Но Рябиков уже не слышал привычных причитаний. Схватив спасительную бумажку, он спешил к служебному выходу. Пять пар девчоночьих глаз встретили его единым молчаливым и тревожным вопросом.
— Бегите скорей кругом, раздевайтесь! — Он сунул бумажку Тоне. — Покажете контролеру. Она вас посадит.
— Я вам говорила! — вырвалось у Тони. — Побежали!
— Тоня! — Рябиков на секунду задержал девочку. — Когда окончится, подождите меня у входа.
— Хорошо! — крикнула она и исчезла в дверях вслед за своими подругами.
В регуляторскую он влетел за три минуты до начала. Отчаянно мигал сигнал вызова.
— Все в порядке, я на месте, — сообщил Рябиков в микрофон ведущему спектакль.
— Фу ты. — Слышно было, как помреж шумно вздохнул. — Где тебя носит? Тут уже не знаю что и делать… Предупреждать надо.
— Срочно был вызван начальством, — засмеялся Рябиков, устраиваясь на своей треноге. Он заглянул в глазок с правой стороны будки.
В полумраке директорской ложи у барьера появилось пять детских головок, и одна из них на тоненькой шее очень знакомая.
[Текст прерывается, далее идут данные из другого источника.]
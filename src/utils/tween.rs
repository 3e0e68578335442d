//! 缓动函数：把归一化时间 t ∈ [0, 1] 映射为缓动后的进度

use serde::Deserialize;

/// 回弹曲线的过冲系数
const BACK_OVERSHOOT: f32 = 1.70158;

/// 由"缓入"曲线构造"缓出"曲线：1 - f(1 - t)
#[inline]
pub fn out(f: fn(f32) -> f32, t: f32) -> f32 {
    1.0 - f(1.0 - t)
}

/// 由"缓入"曲线构造"缓入缓出"曲线
#[inline]
pub fn in_out(f: fn(f32) -> f32, t: f32) -> f32 {
    if t < 0.5 {
        0.5 * f(2.0 * t)
    } else {
        0.5 + 0.5 * out(f, 2.0 * t - 1.0)
    }
}

pub fn linear(t: f32) -> f32 {
    t
}

pub fn in_quadratic(t: f32) -> f32 {
    t * t
}

pub fn out_quadratic(t: f32) -> f32 {
    out(in_quadratic, t)
}

pub fn in_out_quadratic(t: f32) -> f32 {
    in_out(in_quadratic, t)
}

pub fn in_back(t: f32) -> f32 {
    t * t * ((BACK_OVERSHOOT + 1.0) * t - BACK_OVERSHOOT)
}

pub fn out_back(t: f32) -> f32 {
    out(in_back, t)
}

pub fn in_out_back(t: f32) -> f32 {
    in_out(in_back, t)
}

/// Penner 弹跳曲线的分段抛物线
pub fn out_bounce(t: f32) -> f32 {
    const SCALE: f32 = 7.5625;
    const STEP: f32 = 2.75;
    if t < 1.0 / STEP {
        SCALE * t * t
    } else if t < 2.0 / STEP {
        let t = t - 1.5 / STEP;
        SCALE * t * t + 0.75
    } else if t < 2.5 / STEP {
        let t = t - 2.25 / STEP;
        SCALE * t * t + 0.9375
    } else {
        let t = t - 2.625 / STEP;
        SCALE * t * t + 0.984375
    }
}

pub fn in_bounce(t: f32) -> f32 {
    out(out_bounce, t)
}

pub fn in_out_bounce(t: f32) -> f32 {
    in_out(in_bounce, t)
}

/// 具名缓动曲线，配置文件中写作 `in_quadratic`、`out_bounce` 等
#[derive(Debug, Clone, Copy, PartialEq, Eq, Default, Deserialize)]
#[serde(rename_all = "snake_case")]
pub enum Tween {
    Linear,
    #[default]
    InQuadratic,
    OutQuadratic,
    InOutQuadratic,
    InBack,
    OutBack,
    InOutBack,
    InBounce,
    OutBounce,
    InOutBounce,
}

impl Tween {
    pub const ALL: [Tween; 10] = [
        Tween::Linear,
        Tween::InQuadratic,
        Tween::OutQuadratic,
        Tween::InOutQuadratic,
        Tween::InBack,
        Tween::OutBack,
        Tween::InOutBack,
        Tween::InBounce,
        Tween::OutBounce,
        Tween::InOutBounce,
    ];

    pub fn function(self) -> fn(f32) -> f32 {
        match self {
            Tween::Linear => linear,
            Tween::InQuadratic => in_quadratic,
            Tween::OutQuadratic => out_quadratic,
            Tween::InOutQuadratic => in_out_quadratic,
            Tween::InBack => in_back,
            Tween::OutBack => out_back,
            Tween::InOutBack => in_out_back,
            Tween::InBounce => in_bounce,
            Tween::OutBounce => out_bounce,
            Tween::InOutBounce => in_out_bounce,
        }
    }

    /// 对 t 先钳制到 [0, 1] 再求值
    pub fn eval(self, t: f32) -> f32 {
        (self.function())(t.clamp(0.0, 1.0))
    }
}

#[cfg(test)]
mod tests {
    use super::*;

    const EPS: f32 = 1e-5;

    #[test]
    fn every_curve_starts_at_zero_and_ends_at_one() {
        for tween in Tween::ALL {
            assert!(tween.eval(0.0).abs() < EPS, "{tween:?} at 0");
            assert!((tween.eval(1.0) - 1.0).abs() < EPS, "{tween:?} at 1");
        }
    }

    #[test]
    fn in_out_curves_pass_through_midpoint() {
        for tween in [Tween::InOutQuadratic, Tween::InOutBack, Tween::InOutBounce] {
            assert!((tween.eval(0.5) - 0.5).abs() < EPS, "{tween:?}");
        }
    }

    #[test]
    fn out_is_point_reflection_of_in() {
        for i in 0..=20 {
            let t = i as f32 / 20.0;
            assert!((out_quadratic(t) + in_quadratic(1.0 - t) - 1.0).abs() < EPS);
            assert!((out_back(t) + in_back(1.0 - t) - 1.0).abs() < EPS);
        }
    }

    #[test]
    fn quadratic_values() {
        assert_eq!(in_quadratic(0.5), 0.25);
        assert_eq!(out_quadratic(0.5), 0.75);
        assert!((in_out_quadratic(0.25) - 0.125).abs() < EPS);
    }

    #[test]
    fn back_overshoots_below_zero() {
        let min = (1..100)
            .map(|i| in_back(i as f32 / 100.0))
            .fold(f32::INFINITY, f32::min);
        assert!(min < -0.09 && min > -0.11);
        assert!(out_back(0.6) > 1.0);
    }

    #[test]
    fn bounce_segments_are_continuous() {
        for boundary in [1.0 / 2.75, 2.0 / 2.75, 2.5 / 2.75] {
            let before = out_bounce(boundary - 1e-4);
            let after = out_bounce(boundary + 1e-4);
            assert!((before - after).abs() < 1e-2, "jump at {boundary}");
        }
        assert!((out_bounce(1.0 / 2.75) - 1.0).abs() < EPS);
    }

    #[test]
    fn names_deserialize_in_snake_case() {
        let parse = |name: &str| toml::Value::String(name.to_string()).try_into::<Tween>();
        assert_eq!(parse("in_quadratic").unwrap(), Tween::InQuadratic);
        assert_eq!(parse("in_out_bounce").unwrap(), Tween::InOutBounce);
        assert!(parse("InQuadratic").is_err());
    }

    #[test]
    fn eval_clamps_input() {
        assert_eq!(Tween::OutQuadratic.eval(-3.0), 0.0);
        assert_eq!(Tween::Linear.eval(7.0), 1.0);
    }
}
В антракте он купил апельсин, чтобы отдать его после спектакля Тоне.
Девочки ждали его на улице у служебного входа.
— Спасибо, спасибо!.. Вот так спасибо!.. — заплясав, стали визжать они на разные голоса, как только Рябиков, застегивая на ходу пальто, показался в дверях.
Пошли всей толпой, шумно обмениваясь впечатлениями.
Тоня была ближе других. Она все время поднимала голову и смотрела в глаза Петру Васильевичу.
— А почему, — вдруг спросила Тоня, — лягушка, когда испугалась, прыгала, прыгала, а потом взяла и пошла, как все люди?
Петр Васильевич рассмеялся.
— Так ведь это уже за сценой. Там артисты всегда так.
— Значит, они все по-нарочному? — обидчиво протянула одна из девочек. — А мы думали, она и правда боится Тараканищу.
Свернули на улицу, где находился детский дом. Стало совсем пасмурно, начался мелкий дождь.
— Побежали, девчонки! — предложила Тоня.
Петр Васильевич решил, что и ему придется бежать вместе с ними, но Тоня хитрила. Только девочки бросились наперегонки к дому, она сжала ему руку.
— А мы пойдем тихо.
Это уже было похоже на маленький заговор. Вдруг она спросила:
— А почему вы за мной не приходили? Не было детских спектаклей, да?
— Я был очень занят, Тоня, — не очень-то находчиво ответил Петр Васильевич.